◆ SUPPLIED ENTRIES
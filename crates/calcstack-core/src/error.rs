//! Error types for calcstack core.

use thiserror::Error;

/// Core errors raised by signing, canonicalization and diagnostics encoding.
#[derive(Debug, Error)]
pub enum CoreError {
    #[error("invalid signature")]
    InvalidSignature,

    #[error("invalid public key")]
    InvalidPublicKey,

    #[error("missing signature for signer {0}")]
    MissingSignature(String),

    #[error("encoding error: {0}")]
    EncodingError(String),

    #[error("decoding error: {0}")]
    DecodingError(String),

    #[error("non-finite float {0} cannot be canonically encoded")]
    NonFiniteFloat(f64),

    #[error("diagnostic message contains the delimiter {delimiter:?}: {message}")]
    DelimiterInDiagnostic { delimiter: char, message: String },
}

/// Result type for core operations.
pub type Result<T> = std::result::Result<T, CoreError>;
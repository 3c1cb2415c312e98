//! The Kernel: unified API for defining and executing calculations.
//!
//! The Kernel owns the signing service, the pipeline builder and the
//! registry. Calculations are defined once at startup; afterwards the kernel
//! is read-only and can be shared across threads.

use std::sync::Arc;

use calcstack_core::{Ed25519PublicKey, Keypair, SigningService};
use calcstack_pipeline::{
    CalculationInfo, PipelineBuilder, Response, Rule, RuleEndpoint, Stack, StackEndpoint,
};
use serde_json::Value;
use tracing::{debug, info};

use crate::config::KernelConfig;
use crate::error::{KernelError, Result};
use crate::registry::{CalculationListing, Registry};

pub struct Kernel {
    config: KernelConfig,
    builder: PipelineBuilder,
    registry: Registry,
}

impl Kernel {
    /// Create a kernel with the key described by `config`.
    pub fn new(config: KernelConfig) -> Result<Self> {
        let keypair = config.keypair()?;
        Ok(Self::with_keypair(config, keypair))
    }

    /// Create a kernel signing with an explicit keypair.
    pub fn with_keypair(config: KernelConfig, keypair: Keypair) -> Self {
        info!(
            key_id = %config.signing.key_id,
            key = %keypair.public_key().fingerprint(),
            "signing service ready"
        );
        let signer = Arc::new(SigningService::new(config.signing.key_id.clone(), keypair));
        let builder = PipelineBuilder::new(signer).with_options(config.pipeline_options());
        Self {
            config,
            builder,
            registry: Registry::new(),
        }
    }

    /// Public key every envelope signature verifies against.
    pub fn public_key(&self) -> Ed25519PublicKey {
        self.builder.signer().public_key()
    }

    pub fn config(&self) -> &KernelConfig {
        &self.config
    }

    pub fn registry(&self) -> &Registry {
        &self.registry
    }

    // ─────────────────────────────────────────────────────────────────────────
    // Definition
    // ─────────────────────────────────────────────────────────────────────────

    /// Build and register a rule.
    ///
    /// The returned endpoint can be handed to stacks as a dependency.
    pub fn define_rule<C: Rule>(&mut self, calculation: C) -> Result<Arc<RuleEndpoint<C>>> {
        self.registry.check_available(C::NAME)?;
        let endpoint = Arc::new(self.builder.rule(calculation));
        self.registry.register(endpoint.clone())?;
        Ok(endpoint)
    }

    /// Build and register a stack.
    pub fn define_stack<C: Stack>(&mut self, calculation: C) -> Result<Arc<StackEndpoint<C>>> {
        self.registry.check_available(C::NAME)?;
        let endpoint = Arc::new(self.builder.stack(calculation));
        self.registry.register(endpoint.clone())?;
        Ok(endpoint)
    }

    // ─────────────────────────────────────────────────────────────────────────
    // Discovery
    // ─────────────────────────────────────────────────────────────────────────

    pub fn list_calculations(&self) -> Vec<CalculationListing> {
        self.registry.list_calculations()
    }

    pub fn info(&self, name: &str) -> Option<&CalculationInfo> {
        self.registry.get(name).map(|e| e.info())
    }

    // ─────────────────────────────────────────────────────────────────────────
    // Execution
    // ─────────────────────────────────────────────────────────────────────────

    /// Execute a calculation by name with a JSON input.
    pub fn execute(&self, name: &str, input: Value) -> Result<Response<Value>> {
        let endpoint = self
            .registry
            .get(name)
            .ok_or_else(|| KernelError::UnknownCalculation(name.to_string()))?;
        debug!(calculation = name, "dispatching");
        Ok(endpoint.execute_json(input)?)
    }
}

impl std::fmt::Debug for Kernel {
    fn fmt(&self, f: &mut std::fmt::Formatter<'_>) -> std::fmt::Result {
        f.debug_struct("Kernel")
            .field("key_id", &self.config.signing.key_id)
            .field("calculations", &self.registry.len())
            .finish()
    }
}
//! Calculation traits implemented by business owners.
//!
//! A calculation declares its name, owner and record types as associated
//! items. The pipeline is built around the type at construction time; owners
//! never touch envelopes, signatures or fault handling.

use std::fmt;

use calcstack_core::{Describe, Diagnostics};
use serde::de::DeserializeOwned;
use serde::{Deserialize, Serialize};

use crate::tracer::Tracer;

/// A serializable, validated record: calculation input or output.
pub trait Record: Serialize + DeserializeOwned + Clone + fmt::Debug + Send + Sync + 'static {}

impl<T> Record for T where T: Serialize + DeserializeOwned + Clone + fmt::Debug + Send + Sync + 'static {}

#[derive(Debug, Clone, Copy, PartialEq, Eq, Serialize, Deserialize)]
#[serde(rename_all = "lowercase")]
pub enum CalculationKind {
    Rule,
    Stack,
}

/// Static description shared by rules and stacks.
pub trait Calculation: Send + Sync + 'static {
    type Input: Record + Describe;
    type Output: Record;

    /// Unique within the kernel it is defined in.
    const NAME: &'static str;
    /// Identity whose signature the envelope carries.
    const OWNER: &'static str;
    const TAGS: &'static [&'static str] = &[];
    const DESCRIPTION: &'static str = "";
}

/// A leaf calculation.
///
/// Returning `Err` raises a content fault. Return a
/// [`ContentFault`](calcstack_core::ContentFault) to choose the fault kind.
pub trait Rule: Calculation {
    fn calculate(
        &self,
        input: &Self::Input,
        diagnostics: &mut Diagnostics,
    ) -> anyhow::Result<Self::Output>;
}

/// A composite calculation whose body invokes other calculations through
/// the tracer.
pub trait Stack: Calculation {
    fn calculate(&self, input: &Self::Input, tracer: &mut Tracer<'_>)
        -> anyhow::Result<Self::Output>;
}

◆ PROBLEM REQUIREMENTS
All that is wanted is the run of lines from the start of the data through the line containing "pub enum CoreError", copied word for word.

◆ TASK RESULT
filename crates/calcstack-core/src/error.rs
//! Error types for calcstack core.

use thiserror::Error;

/// Core errors raised by signing, canonicalization and diagnostics encoding.
#[derive(Debug, Error)]
pub enum CoreError {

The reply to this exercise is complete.